#### WHAT THE EXERCISE ASKS:
Retype the range from the line holding "pub fn compose(project: &ProjectId, local_name: &str)" to the last line of the listing, inclusive, exactly as it appears and with nothing else.

#### EXERCISE MATERIALS:
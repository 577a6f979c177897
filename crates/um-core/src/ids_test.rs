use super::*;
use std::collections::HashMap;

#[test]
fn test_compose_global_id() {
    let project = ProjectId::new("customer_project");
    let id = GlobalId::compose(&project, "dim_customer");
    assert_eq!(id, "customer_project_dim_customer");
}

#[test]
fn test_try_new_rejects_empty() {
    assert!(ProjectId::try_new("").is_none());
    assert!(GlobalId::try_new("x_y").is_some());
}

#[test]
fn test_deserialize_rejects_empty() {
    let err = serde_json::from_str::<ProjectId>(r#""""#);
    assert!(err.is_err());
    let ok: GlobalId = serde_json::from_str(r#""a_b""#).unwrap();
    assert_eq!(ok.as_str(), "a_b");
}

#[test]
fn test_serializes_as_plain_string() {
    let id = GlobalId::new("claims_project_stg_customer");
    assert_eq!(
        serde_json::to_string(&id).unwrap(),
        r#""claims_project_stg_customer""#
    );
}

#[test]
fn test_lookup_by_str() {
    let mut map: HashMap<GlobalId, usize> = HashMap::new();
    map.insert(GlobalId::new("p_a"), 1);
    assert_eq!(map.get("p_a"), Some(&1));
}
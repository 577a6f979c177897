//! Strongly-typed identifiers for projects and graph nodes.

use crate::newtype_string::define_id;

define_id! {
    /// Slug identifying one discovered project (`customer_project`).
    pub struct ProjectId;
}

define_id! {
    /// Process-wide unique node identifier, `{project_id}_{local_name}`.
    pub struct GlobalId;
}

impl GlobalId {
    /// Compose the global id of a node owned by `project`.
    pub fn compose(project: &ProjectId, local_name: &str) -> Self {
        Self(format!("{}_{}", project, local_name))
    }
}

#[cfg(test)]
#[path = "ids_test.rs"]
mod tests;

#### SOLUTION FOR THIS TASK:
    pub fn compose(project: &ProjectId, local_name: &str) -> Self {
        Self(format!("{}_{}", project, local_name))
    }
}

#[cfg(test)]
#[path = "ids_test.rs"]
mod tests;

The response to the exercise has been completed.